HDML 1383 and HDML 1387 are to transmit 3 or 4 as appropriate at 30 second intervals on a shielded blue signal lamp through the night. By day they are to fly a large international code numeral flag. HDML 1383 and HDML 1387 are to remain on station until 2300 on D-Day.”

The weather was better than the previous day but still bad with F5/6 winds and strong tides. Medusa had to motor continuously to hold position. Medusa had a ringside seat as the invasion force came through. One of the first vessels they saw was HMS Glasgow then USS Texas.
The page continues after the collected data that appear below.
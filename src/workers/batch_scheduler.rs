// Copyright 2025 Kirky.X
//
// Licensed under the Apache License, Version 2.0 (the "License");
// you may not use this file except in compliance with the License.
// You may obtain a copy of the License at
//
//     http://www.apache.org/licenses/LICENSE-2.0
//
// Unless required by applicable law or agreed to in writing, software
// distributed under the License is distributed on an "AS IS" BASIS,
// WITHOUT WARRANTIES OR CONDITIONS OF ANY KIND, either express or implied.
// See the License for the specific language governing permissions and
// limitations under the License.

use crate::domain::repositories::domain_repository::DomainRepository;
use crate::engines::traits::Fetcher;
use crate::infrastructure::metrics;
use crate::utils::errors::WorkerError;
use crate::workers::item_processor::{ItemOutcome, ItemProcessor};
use crate::workers::worker::Worker;
use async_trait::async_trait;
use std::sync::Arc;
use std::time::Duration;
use tokio::sync::Semaphore;
use tokio::time::sleep;
use tracing::{debug, error, info, warn};

/// 一轮调度的结果
#[derive(Debug, Clone, Copy, PartialEq, Eq)]
pub enum BatchOutcome {
    /// 没有认领到任何记录
    Idle,
    /// 处理了一个批次
    Processed(BatchSummary),
}

/// 批次统计
#[derive(Debug, Clone, Copy, Default, PartialEq, Eq)]
pub struct BatchSummary {
    pub succeeded: usize,
    pub failed: usize,
    pub skipped: usize,
    /// 写回存储失败或任务崩溃的记录数
    pub errored: usize,
}

impl BatchSummary {
    pub fn total(&self) -> usize {
        self.succeeded + self.failed + self.skipped + self.errored
    }

    /// 没有任何记录被推进，通常意味着存储不可写
    pub fn made_no_progress(&self) -> bool {
        self.succeeded + self.failed + self.skipped == 0
    }
}

/// 批量调度器
///
/// 反复认领一批 Pending 记录并并发处理，并发数不超过批大小。
/// 一个批次全部结束后才会认领下一批；没有记录或整批都没有推进时等待空闲间隔。
pub struct BatchScheduler<R, F>
where
    R: DomainRepository + 'static,
    F: Fetcher + 'static,
{
    repository: Arc<R>,
    processor: ItemProcessor<R, F>,
    batch_size: usize,
    idle_interval: Duration,
}

impl<R, F> BatchScheduler<R, F>
where
    R: DomainRepository + 'static,
    F: Fetcher + 'static,
{
    pub fn new(
        repository: Arc<R>,
        processor: ItemProcessor<R, F>,
        batch_size: usize,
        idle_interval: Duration,
    ) -> Self {
        Self {
            repository,
            processor,
            batch_size: batch_size.max(1),
            idle_interval,
        }
    }

    /// 执行一轮：认领并处理一个批次
    ///
    /// 认领失败按空轮处理，由调用方决定是否等待。
    pub async fn run_once(&self) -> BatchOutcome {
        let records = match self.repository.claim_pending(self.batch_size as u64).await {
            Ok(records) => records,
            Err(e) => {
                warn!("Failed to claim pending records: {}", e);
                metrics::record_idle_round();
                return BatchOutcome::Idle;
            }
        };

        if records.is_empty() {
            debug!("No pending records, idling");
            metrics::record_idle_round();
            return BatchOutcome::Idle;
        }

        info!("Claimed batch of {} records", records.len());
        metrics::record_batch(records.len());

        let semaphore = Arc::new(Semaphore::new(self.batch_size));
        let mut handles = Vec::with_capacity(records.len());

        for record in records {
            let processor = self.processor.clone();
            let semaphore = semaphore.clone();
            let id = record.id;

            let handle = tokio::spawn(async move {
                let _permit = semaphore
                    .acquire_owned()
                    .await
                    .map_err(|e| WorkerError::InternalError(e.to_string()))?;
                processor
                    .process(record)
                    .await
                    .map_err(|e| WorkerError::RepositoryError(e.to_string()))
            });
            handles.push((id, handle));
        }

        let mut summary = BatchSummary::default();
        for (id, handle) in handles {
            match handle.await {
                Ok(Ok(outcome)) => {
                    metrics::record_outcome(outcome.label());
                    match outcome {
                        ItemOutcome::Done { .. } => summary.succeeded += 1,
                        ItemOutcome::Failed(_) => summary.failed += 1,
                        ItemOutcome::Skipped => summary.skipped += 1,
                    }
                }
                Ok(Err(e)) => {
                    error!(record_id = id, "Record processing error: {}", e);
                    metrics::record_outcome("error");
                    summary.errored += 1;
                }
                Err(e) => {
                    error!(record_id = id, "Record task panicked: {}", e);
                    metrics::record_outcome("error");
                    summary.errored += 1;
                }
            }
        }

        info!(
            succeeded = summary.succeeded,
            failed = summary.failed,
            skipped = summary.skipped,
            errored = summary.errored,
            "Batch finished"
        );

        BatchOutcome::Processed(summary)
    }
}

#[async_trait]
impl<R, F> Worker for BatchScheduler<R, F>
where
    R: DomainRepository + 'static,
    F: Fetcher + 'static,
{
    /// 持续调度，直到任务被取消
    async fn run(&self) -> Result<(), WorkerError> {
        info!(
            batch_size = self.batch_size,
            idle_interval_secs = self.idle_interval.as_secs(),
            "Batch scheduler started"
        );

        loop {
            match self.run_once().await {
                BatchOutcome::Idle => sleep(self.idle_interval).await,
                BatchOutcome::Processed(summary) if summary.made_no_progress() => {
                    warn!(
                        errored = summary.errored,
                        "No record in the batch could be advanced, backing off"
                    );
                    metrics::record_idle_round();
                    sleep(self.idle_interval).await;
                }
                BatchOutcome::Processed(_) => {}
            }
        }
    }

    fn name(&self) -> &str {
        "batch_scheduler"
    }
}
On completion of her role at 2300 on 6 June, her orders were to head back to Portsmouth. Its unclear if she did, but it would have been brief as she was back by the 10th positioned just off Omaha beach. Crew testimony talks of her going direct in to the beaches post the marking role.

Medusa Crew

Medusa Crew

First hand accounts from crew members are harrowing, a story of an aircraft crashing close to them, seeing the water off the beaches black with corpses and of ships damaged and sunk.
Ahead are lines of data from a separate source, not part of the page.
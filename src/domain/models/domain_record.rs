// Copyright (c) 2025 Kirky.X
//
// Licensed under the MIT License
// See LICENSE file in the project root for full license information.

use crate::domain::models::classification::ClassificationResult;
use chrono::{DateTime, FixedOffset, Utc};
use serde::{Deserialize, Serialize};
use std::fmt;
use thiserror::Error;

/// 域名记录实体
///
/// 一个待抓取并分类的工作单元。记录由外部创建，
/// 本系统只负责认领、处理并写回终态，从不删除记录。
#[derive(Debug, Clone, PartialEq, Serialize, Deserialize)]
pub struct DomainRecord {
    /// 存储层分配的唯一标识符
    pub id: i64,
    /// 需要抓取的目标URL
    pub url: String,
    /// 记录状态
    pub status: RecordStatus,
    /// 分类结果，仅在 Done 状态下存在
    pub result: Option<ClassificationResult>,
    /// 错误信息，仅在 Failed 状态下存在
    pub error_message: Option<String>,
    /// 开始处理时间
    pub started_at: Option<DateTime<FixedOffset>>,
    /// 进入终态的时间
    pub completed_at: Option<DateTime<FixedOffset>>,
}

/// 记录状态枚举
///
/// 状态转换遵循以下流程：
/// Pending → InProgress → Done/Failed
///
/// InProgress 只能由外部修复流程重置回 Pending。
#[derive(Debug, Clone, Copy, PartialEq, Eq, Hash, Serialize, Deserialize, Default)]
#[serde(rename_all = "snake_case")]
pub enum RecordStatus {
    /// 等待处理
    #[default]
    Pending,
    /// 已被认领，正在处理
    InProgress,
    /// 处理成功
    Done,
    /// 处理失败
    Failed,
}

impl RecordStatus {
    /// 数据库 `status` 列中的取值
    ///
    /// Pending 对应 NULL，其余沿用既有表中的字面值。
    pub fn as_column_value(&self) -> Option<&'static str> {
        match self {
            RecordStatus::Pending => None,
            RecordStatus::InProgress => Some("inProgress"),
            RecordStatus::Done => Some("arkib"),
            RecordStatus::Failed => Some("errorArkib"),
        }
    }

    /// 从数据库 `status` 列解析状态
    pub fn from_column_value(value: Option<&str>) -> Result<Self, DomainError> {
        match value {
            None => Ok(RecordStatus::Pending),
            Some("inProgress") => Ok(RecordStatus::InProgress),
            Some("arkib") => Ok(RecordStatus::Done),
            Some("errorArkib") => Ok(RecordStatus::Failed),
            Some(other) => Err(DomainError::UnknownStatus(other.to_string())),
        }
    }
}

impl fmt::Display for RecordStatus {
    fn fmt(&self, f: &mut fmt::Formatter) -> fmt::Result {
        match self {
            RecordStatus::Pending => write!(f, "pending"),
            RecordStatus::InProgress => write!(f, "in_progress"),
            RecordStatus::Done => write!(f, "done"),
            RecordStatus::Failed => write!(f, "failed"),
        }
    }
}

/// 领域错误类型
#[derive(Error, Debug, PartialEq)]
pub enum DomainError {
    /// 无效的状态转换
    #[error("Invalid state transition from {from} to {to}")]
    InvalidStateTransition {
        from: RecordStatus,
        to: RecordStatus,
    },

    /// 无法识别的状态值
    #[error("Unknown record status: {0}")]
    UnknownStatus(String),
}

impl DomainRecord {
    /// 创建一条等待处理的记录
    pub fn pending(id: i64, url: impl Into<String>) -> Self {
        Self {
            id,
            url: url.into(),
            status: RecordStatus::Pending,
            result: None,
            error_message: None,
            started_at: None,
            completed_at: None,
        }
    }

    /// 认领记录
    ///
    /// 将状态从 Pending 变更为 InProgress
    ///
    /// # 返回值
    ///
    /// * `Ok(DomainRecord)` - 已认领的记录
    /// * `Err(DomainError)` - 记录已被其他处理者推进
    pub fn start(mut self) -> Result<Self, DomainError> {
        match self.status {
            RecordStatus::Pending => {
                self.status = RecordStatus::InProgress;
                self.started_at = Some(Utc::now().into());
                Ok(self)
            }
            from => Err(DomainError::InvalidStateTransition {
                from,
                to: RecordStatus::InProgress,
            }),
        }
    }

    /// 完成记录
    ///
    /// 将状态从 InProgress 变更为 Done 并保存分类结果
    pub fn complete(mut self, result: ClassificationResult) -> Result<Self, DomainError> {
        match self.status {
            RecordStatus::InProgress => {
                self.status = RecordStatus::Done;
                self.result = Some(result);
                self.error_message = None;
                self.completed_at = Some(Utc::now().into());
                Ok(self)
            }
            from => Err(DomainError::InvalidStateTransition {
                from,
                to: RecordStatus::Done,
            }),
        }
    }

    /// 标记记录失败
    ///
    /// 将状态从 InProgress 变更为 Failed 并保存错误信息
    pub fn fail(mut self, message: impl Into<String>) -> Result<Self, DomainError> {
        match self.status {
            RecordStatus::InProgress => {
                self.status = RecordStatus::Failed;
                self.result = None;
                self.error_message = Some(message.into());
                self.completed_at = Some(Utc::now().into());
                Ok(self)
            }
            from => Err(DomainError::InvalidStateTransition {
                from,
                to: RecordStatus::Failed,
            }),
        }
    }

    /// 重置被遗弃的记录
    ///
    /// 仅允许 InProgress → Pending，供外部修复流程使用
    pub fn reset(mut self) -> Result<Self, DomainError> {
        match self.status {
            RecordStatus::InProgress => {
                self.status = RecordStatus::Pending;
                self.started_at = None;
                Ok(self)
            }
            from => Err(DomainError::InvalidStateTransition {
                from,
                to: RecordStatus::Pending,
            }),
        }
    }
}

#[cfg(test)]
#[path = "domain_record_test.rs"]
mod tests;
The logbook of US SC-1354 (a sub chaser, 110 feet long and similar to a Fairmile B) records that at 1717 on 10 June “HMS ML1387 drifted into our bow. No damage resulted”. This was also recounted by a Medusa crewmember who recalled the US vessel drifting into them!

In the days after D Day, Medusa made several crossings of the channel escorting convoys and delivering instructions to major vessels. There are various stories from crew members which cant be fitted to the timeline at present but more research may do. At one point they collected an admiral from a south coast port and took him to a major warship. Medusa engaged an enemy aircraft on passage and the admiral complained of the noise and forbade them to use the after Oerlikon again as it was above the wardroom and he was resting. Another story talks of dropping charges to discourage enemy activity and this bringing a one man submarine to the surface; this suggests Medusa was part of the the “Trout” defensive line but no definitive record exists.
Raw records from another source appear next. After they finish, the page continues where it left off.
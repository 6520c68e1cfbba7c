// Copyright (c) 2025 Kirky.X
//
// Licensed under the MIT License
// See LICENSE file in the project root for full license information.

pub mod domain_repo_impl;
On 19/20 June a massive storm came though causing huge damage including wrecking Mulberry A at Omaha. Medusa had just completed escorting a convoy to the blockship harbour at Courseulles (Juno Beach) in bad weather. She attempted to put to sea to avoid the drifting barges and other craft but holed the Asdic dome on a rock in the western entrance. She reached Portsmouth for drydocking with both power and hand pumps being used to keep her afloat. She was repaired and returned to convoy escort duties. An ASDIC dome was dredged up during the dredging for the Queen Elizabeth carrier in 2018, it is quite possible that it was Medusa’s.

Post D Day, Maurice Liddiard was debriefed on each aspect of the operation. The extract below shows how the navigation systems, QH and QM performed as well as the ultrasonic beacon FH830.


For good service distributing instructions in the assault anchorage after the first landings in Normandy

  • MID TSLt Arthur Maurice Liddiard RNVR

Birthday Honours 1945

  • MID LSea Charles George Edwards LT/JX222800

Wind up of the war in Europe (Gazette Date 11/12/45)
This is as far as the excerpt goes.